Но только что они сели в карету, граф Хвостов выглянул в окно и закричал кучеру: «Ступай шагом!», — а сам поднял стекло кареты, вынул из кармана тетрадь, и принялся снова душить чтением несчастного запертого Кокошкина. [22, с. 275.]
В Летнем саду, обычном месте своей прогулки, граф обыкновенно подсаживался к знакомым и незнакомым и всех мучал чтением этих стихов до того, что постоянные посетители сада всеми силами старались улизнуть от его сиятельства. Достоверно известно, что граф Хвостов нанимал за довольно порядочное жалование в год, на полном своем иждивении и содержании, какого-нибудь или отставного, или выгнанного из службы чиновника, все обязанности которого ограничивались слушанием или чтением вслух стихов графа. В двадцатых годах таким секретарем, чтецом и слушателем у графа (…) был некто отставной ветеринар, бывший семинарист Иван Иванович Георгиевский. Он пробыл не сколько лет у графа, благодаря только своей необыкновенно сильной, топорной комплексии; другие же секретари-чтецы графа, несмотря на хорошее жалование и содержание, более года не выдерживали пытки слушания стихов; обыкновенно кончалось тем, что эти бедняки заболевали какою-то особенною болезнью, которую Н. И. Греч, а за ним и другие петербургские шутники называли «метрофобией» или «стихофобией». [22, с. 14–15.]
Более удачные из произведений графа Хвостова не пользовались его авторской любовью. Он питал ее к тем из своих стихотворений, которые кто-то очень удачно называл «высокой галиматьею» (sublime du galimatias). К числу этого рода виршеизвержений графа Дмитрия Ивановича принадлежат в особенности изданные им в 1830 году стихи: Холера-Морбус. Они напечатаны были в большую четверку in quarto и заключали в себе ряд ужасающих стихотворных невозможностей. Они были изданы в пользу пострадавших от холеры. Тогдашние газеты, в особенности «Северная Пчела» Греча и Булгарина, подтрунивали над этим великодушным даром его сиятельства и давали прозрачно чувствовать и понимать, что если граф сам не скупит всех экземпляров, продававшихся по рублю… то пострадавшие от холеры не увидят этих денег, как своих ушей.

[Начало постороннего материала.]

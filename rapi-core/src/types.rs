//! Core alignment data types.

use crate::error::{RapiError, Result};
use crate::reference::Contig;
use crate::tags::Tag;
use crate::utils;

/// Maximum CIGAR operation length (the length field is 28 bits wide).
pub const MAX_CIGAR_OP_LEN: u32 = (1 << 28) - 1;

/// CIGAR operation kinds.  The discriminants match the codes used on the
/// engine boundary.
#[derive(Debug, Clone, Copy, PartialEq, Eq, Hash)]
#[repr(u8)]
pub enum CigarKind {
    Match = 0,
    Insertion = 1,
    Deletion = 2,
    SoftClip = 3,
    HardClip = 4,
    Skip = 5,
    Pad = 6,
}

impl CigarKind {
    /// Numeric operation code.
    pub fn code(self) -> u8 {
        self as u8
    }

    pub fn from_code(code: u8) -> Result<Self> {
        match code {
            0 => Ok(CigarKind::Match),
            1 => Ok(CigarKind::Insertion),
            2 => Ok(CigarKind::Deletion),
            3 => Ok(CigarKind::SoftClip),
            4 => Ok(CigarKind::HardClip),
            5 => Ok(CigarKind::Skip),
            6 => Ok(CigarKind::Pad),
            other => Err(RapiError::Param(format!("unknown cigar op code {}", other))),
        }
    }

    /// SAM letter for this operation.  Skip and pad operations are not
    /// rendered.
    pub fn letter(self) -> Option<char> {
        match self {
            CigarKind::Match => Some('M'),
            CigarKind::Insertion => Some('I'),
            CigarKind::Deletion => Some('D'),
            CigarKind::SoftClip => Some('S'),
            CigarKind::HardClip => Some('H'),
            CigarKind::Skip | CigarKind::Pad => None,
        }
    }

    /// Whether the operation consumes reference bases.
    pub fn consumes_reference(self) -> bool {
        matches!(self, CigarKind::Match | CigarKind::Deletion)
    }

    pub fn is_clip(self) -> bool {
        matches!(self, CigarKind::SoftClip | CigarKind::HardClip)
    }
}

/// One (operation, length) CIGAR pair.
#[derive(Debug, Clone, Copy, PartialEq, Eq)]
pub struct CigarOp {
    pub kind: CigarKind,
    pub len: u32,
}

impl CigarOp {
    pub fn new(kind: CigarKind, len: u32) -> Result<Self> {
        if len > MAX_CIGAR_OP_LEN {
            return Err(RapiError::Param(format!(
                "cigar op length {} exceeds the {}-base maximum",
                len, MAX_CIGAR_OP_LEN
            )));
        }
        Ok(Self { kind, len })
    }
}

/// A single alignment of a read against the reference.
///
/// The contig is borrowed from the [`crate::reference::Reference`] the
/// alignment was produced against, so alignments cannot outlive it.
#[derive(Debug, Clone)]
pub struct Alignment<'r> {
    pub contig: Option<&'r Contig>,
    /// 1-based position on the contig.
    pub pos: i64,
    pub mapq: u8,
    /// Aligner-specific score; negative means no score was assigned.
    pub score: i32,

    pub paired: bool,
    pub prop_paired: bool,
    pub mapped: bool,
    pub reverse_strand: bool,
    pub secondary: bool,

    pub n_mismatches: u32,
    pub n_gap_opens: u32,
    pub n_gap_extensions: u32,

    pub cigar: Vec<CigarOp>,
    pub tags: Vec<Tag>,
}

impl Default for Alignment<'_> {
    fn default() -> Self {
        Self {
            contig: None,
            pos: 0,
            mapq: 0,
            score: -1,
            paired: false,
            prop_paired: false,
            mapped: false,
            reverse_strand: false,
            secondary: false,
            n_mismatches: 0,
            n_gap_opens: 0,
            n_gap_extensions: 0,
            cigar: Vec::new(),
            tags: Vec::new(),
        }
    }
}

impl Alignment<'_> {
    /// Number of reference bases consumed by the alignment.
    pub fn reference_len(&self) -> i64 {
        utils::reference_len(&self.cigar)
    }
}

#[cfg(test)]
mod tests {
    use super::*;

    #[test]
    fn cigar_op_rejects_oversized_length() {
        assert!(CigarOp::new(CigarKind::Match, MAX_CIGAR_OP_LEN).is_ok());
        let err = CigarOp::new(CigarKind::Match, MAX_CIGAR_OP_LEN + 1).unwrap_err();
        assert!(matches!(err, RapiError::Param(_)));
    }

    #[test]
    fn cigar_codes_round_trip() {
        for code in 0..=6u8 {
            assert_eq!(CigarKind::from_code(code).unwrap().code(), code);
        }
        assert!(CigarKind::from_code(7).is_err());
    }

    #[test]
    fn reference_len_counts_match_and_deletion() {
        let aln = Alignment {
            mapped: true,
            cigar: vec![
                CigarOp::new(CigarKind::SoftClip, 5).unwrap(),
                CigarOp::new(CigarKind::Match, 20).unwrap(),
                CigarOp::new(CigarKind::Insertion, 2).unwrap(),
                CigarOp::new(CigarKind::Deletion, 3).unwrap(),
            ],
            ..Default::default()
        };
        assert_eq!(aln.reference_len(), 23);
    }
}
//! SAM rendering contract: header layout, supplementary trimming, secondary
//! suppression, and the mandatory-column count.

mod common;

use common::*;
use rapi_core::types::{Alignment, CigarKind};
use rapi_core::{format_fragment, format_header, Batch, Reference};

const SANGER: i32 = 33;

fn scripted_reference() -> Reference {
    let mut index = ScriptedIndex::default();
    index.contigs = vec![contig_meta("c1", 10_000), contig_meta("c2", 5_000)];
    index.l_pac = 15_000;
    Reference::load(&ScriptedBackend { index }, "scripted.idx").unwrap()
}

#[test]
fn header_lists_contigs_program_and_comment() {
    let reference = scripted_reference();
    let mut out = String::new();
    format_header(&reference, &mut out).unwrap();
    let expected = format!(
        "@SQ\tSN:c1\tLN:10000\n\
         @SQ\tSN:c2\tLN:5000\n\
         @PG\tID:rapi (scripted)\tPN:rapi (scripted)\tVN:{} (0.0-test)\n\
         @CO\talignments produced through the rapi interface\n",
        rapi_core::VERSION
    );
    assert_eq!(out, expected);
}

#[test]
fn supplementary_alignment_hard_clips_and_trims_the_sequence() {
    let reference = scripted_reference();
    let contig = &reference.contigs()[0];
    let mut batch = Batch::new(1, 1).unwrap();
    batch
        .set_read(0, 0, "s4", "ACGTACGTACGTACGTACGT", None, SANGER)
        .unwrap();
    {
        let read = batch.get_read_mut(0, 0).unwrap();
        read.alignments.push(Alignment {
            contig: Some(contig),
            pos: 100,
            mapq: 60,
            score: 40,
            mapped: true,
            cigar: cigar_ops(&[(20, CigarKind::Match)]),
            ..Default::default()
        });
        read.alignments.push(Alignment {
            contig: Some(contig),
            pos: 500,
            mapq: 30,
            score: 20,
            mapped: true,
            n_mismatches: 1,
            cigar: cigar_ops(&[(10, CigarKind::SoftClip), (10, CigarKind::Match)]),
            ..Default::default()
        });
    }

    let mut sam = String::new();
    format_fragment(&batch, 0, &mut sam).unwrap();
    let lines: Vec<&str> = sam.lines().collect();
    assert_eq!(lines.len(), 2);

    let primary: Vec<&str> = lines[0].split('\t').collect();
    assert_eq!(primary[1], "0");
    assert_eq!(primary[5], "20M");
    assert_eq!(primary[9], "ACGTACGTACGTACGTACGT");

    let supp: Vec<&str> = lines[1].split('\t').collect();
    assert_eq!(supp[1], "2048");
    assert_eq!(supp[3], "500");
    assert_eq!(supp[5], "10H10M");
    // only the span that survived clipping
    assert_eq!(supp[9], "GTACGTACGT");
    assert!(lines[1].contains("NM:i:1"));
}

#[test]
fn reverse_strand_supplementary_emits_the_clipped_span_complemented() {
    let reference = scripted_reference();
    let contig = &reference.contigs()[0];
    let mut batch = Batch::new(1, 1).unwrap();
    batch
        .set_read(0, 0, "rev", "AACCGGTTAA", Some("ABCDEFGHIJ"), SANGER)
        .unwrap();
    {
        let read = batch.get_read_mut(0, 0).unwrap();
        read.alignments.push(Alignment {
            contig: Some(contig),
            pos: 100,
            mapq: 60,
            score: 20,
            mapped: true,
            reverse_strand: true,
            cigar: cigar_ops(&[(10, CigarKind::Match)]),
            ..Default::default()
        });
        read.alignments.push(Alignment {
            contig: Some(contig),
            pos: 900,
            mapq: 30,
            score: 10,
            mapped: true,
            reverse_strand: true,
            cigar: cigar_ops(&[(4, CigarKind::SoftClip), (6, CigarKind::Match)]),
            ..Default::default()
        });
    }

    let mut sam = String::new();
    format_fragment(&batch, 0, &mut sam).unwrap();
    let lines: Vec<&str> = sam.lines().collect();

    // primary: full-length reverse complement, reversed qualities
    let primary: Vec<&str> = lines[0].split('\t').collect();
    assert_eq!(primary[1], "16");
    assert_eq!(primary[9], "TTAACCGGTT");
    assert_eq!(primary[10], "JIHGFEDCBA");

    // supplementary: bases 4..10 reverse-complemented, qualities reversed
    let supp: Vec<&str> = lines[1].split('\t').collect();
    assert_eq!(supp[5], "4H6M");
    assert_eq!(supp[9], "TTAACC");
    assert_eq!(supp[10], "JIHGFE");
}

#[test]
fn secondary_alignment_suppresses_seq_and_qual() {
    let reference = scripted_reference();
    let contig = &reference.contigs()[0];
    let mut batch = Batch::new(1, 1).unwrap();
    batch.set_read(0, 0, "sec", "ACGTACGT", Some("IIIIIIII"), SANGER).unwrap();
    {
        let read = batch.get_read_mut(0, 0).unwrap();
        read.alignments.push(Alignment {
            contig: Some(contig),
            pos: 100,
            mapq: 60,
            score: 16,
            mapped: true,
            cigar: cigar_ops(&[(8, CigarKind::Match)]),
            ..Default::default()
        });
        read.alignments.push(Alignment {
            contig: Some(contig),
            pos: 700,
            mapq: 0,
            score: 15,
            mapped: true,
            secondary: true,
            cigar: cigar_ops(&[(8, CigarKind::Match)]),
            ..Default::default()
        });
    }

    let mut sam = String::new();
    format_fragment(&batch, 0, &mut sam).unwrap();
    let lines: Vec<&str> = sam.lines().collect();

    let secondary: Vec<&str> = lines[1].split('\t').collect();
    assert_eq!(secondary[1], "256");
    assert_eq!(secondary[5], "8M"); // secondary keeps soft clips, no rewrite
    assert_eq!(secondary[9], "*");
    assert_eq!(secondary[10], "*");
}

#[test]
fn every_line_has_eleven_mandatory_columns() {
    let reference = scripted_reference();
    let contig = &reference.contigs()[0];
    let mut batch = Batch::new(2, 1).unwrap();
    batch.set_read(0, 0, "pair", "ACGTACGT", Some("IIIIIIII"), SANGER).unwrap();
    batch.set_read(0, 1, "pair", "ACGTACGT", None, SANGER).unwrap();
    {
        let read = batch.get_read_mut(0, 0).unwrap();
        read.alignments.push(Alignment {
            contig: Some(contig),
            pos: 10,
            mapq: 60,
            score: 16,
            mapped: true,
            paired: true,
            cigar: cigar_ops(&[(8, CigarKind::Match)]),
            ..Default::default()
        });
    }

    let mut sam = String::new();
    format_fragment(&batch, 0, &mut sam).unwrap();
    for line in sam.lines() {
        let columns: Vec<&str> = line.split('\t').collect();
        assert!(columns.len() >= 11, "short line: {}", line);
        for optional in &columns[11..] {
            let mut parts = optional.splitn(3, ':');
            assert!(parts.next().is_some());
            let type_letter = parts.next().unwrap();
            assert!(matches!(type_letter, "A" | "Z" | "i" | "f"));
            assert!(parts.next().is_some());
        }
    }
}

#[test]
fn rendered_sam_survives_a_file_round_trip() -> anyhow::Result<()> {
    use std::io::{Read as _, Seek, SeekFrom, Write as _};

    let reference = scripted_reference();
    let contig = &reference.contigs()[0];
    let mut batch = Batch::new(1, 1)?;
    batch.set_read(0, 0, "rt", "ACGT", Some("IIII"), SANGER)?;
    batch.get_read_mut(0, 0).unwrap().alignments.push(Alignment {
        contig: Some(contig),
        pos: 42,
        mapq: 60,
        score: 8,
        mapped: true,
        cigar: cigar_ops(&[(4, CigarKind::Match)]),
        ..Default::default()
    });

    let mut text = String::new();
    format_header(&reference, &mut text)?;
    format_fragment(&batch, 0, &mut text)?;
    text.push('\n');

    let mut file = tempfile::NamedTempFile::new()?;
    file.write_all(text.as_bytes())?;
    file.as_file_mut().seek(SeekFrom::Start(0))?;
    let mut back = String::new();
    file.as_file_mut().read_to_string(&mut back)?;

    assert_eq!(back, text);
    let body: Vec<&str> = back.lines().filter(|l| !l.starts_with('@')).collect();
    assert_eq!(body, vec!["rt\t0\tc1\t42\t60\t4M\t*\t0\t0\tACGT\tIIII\tNM:i:0\tAS:i:8"]);
    Ok(())
}

#[test]
fn rendering_rejects_fragments_outside_the_batch() {
    let mut batch = Batch::new(1, 1).unwrap();
    batch.set_read(0, 0, "r", "ACGT", None, SANGER).unwrap();
    let mut out = String::new();
    assert!(format_fragment(&batch, 1, &mut out).is_err());
    assert!(format_fragment(&batch, -1, &mut out).is_err());
    assert!(out.is_empty());
}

На этот раз вышло иначе, чем обыкновенно случалось с изданиями графа, т. е. что из публики их никто не покупал и они оставались бы навсегда в книжных лавках, если бы их не скупали секретные агенты графа, секрет которых, впрочем, был шит белыми нитками, почему всех этих агентов графа книгопродавцы знали в лицо, как свои пять пальцев. Напротив, к великому удивлению автора, книгопродавцев и публики, посвященной в тайну чудака-графа, его стихотворение «Холера-Морбус», отпечатанное в количестве 2400 экземпляров, дало в пользу благотворения более 2000 рублей, разумеется, как тогда считали, ассигнационных, что, при тогдашней ценности денег, составляло порядочную сумму. Эти деньги поступили в попечительный холерный комитет, находившийся под председательством тогдашнего генерал-губернатора (тогда еще не графа) Петра Кирилловича Эссена (о котором русские солдаты говорили: «Эссен умом тесен»). Граф Хвостов, восхищенный этим успехом, поспешил препроводить к графу Эссену еще тысячу рублей, при письме, в котором упоминалось, что «Бог любит троицу, эта третья тысяча препровождается к господину главно-начальствующему в столице». Но, на беду, старик граф Дмитрий Иванович не вытерпел и нафаршировал письмо своими стихами. Такой официально-поэтический документ поставил Петра Кирилловича Эссена в тупик, в каковой, впрочем, его превосходительство сплошь да рядом становился. Говорили, что генерал-губернатор, возмущаемый тем, что официальное отношение написано в стихах, хотел было отослать обратно и деньги с просьбою прислать его при отношении по форме. Но его правитель канцелярии, петербургская знаменитость того времени, действительный статский советник Оводов, которому Петр Кириллович, хоть и православный немец, плохо произносивший по-русски, всегда рекомендовал «зудить» (вместо «судить») по законам, — дал своему принципалу благой совет принять деньги, хотя оне и присланы при стихотворном письме, которое, однако ж, несмотря на массу разных рифм, представляет чистейшую прозу. Письмо графа было тотчас занесено во входящий реестр и, как следует, занумеровано журналистом генерал-губернаторской канцелярии. [22, с. 10–11.]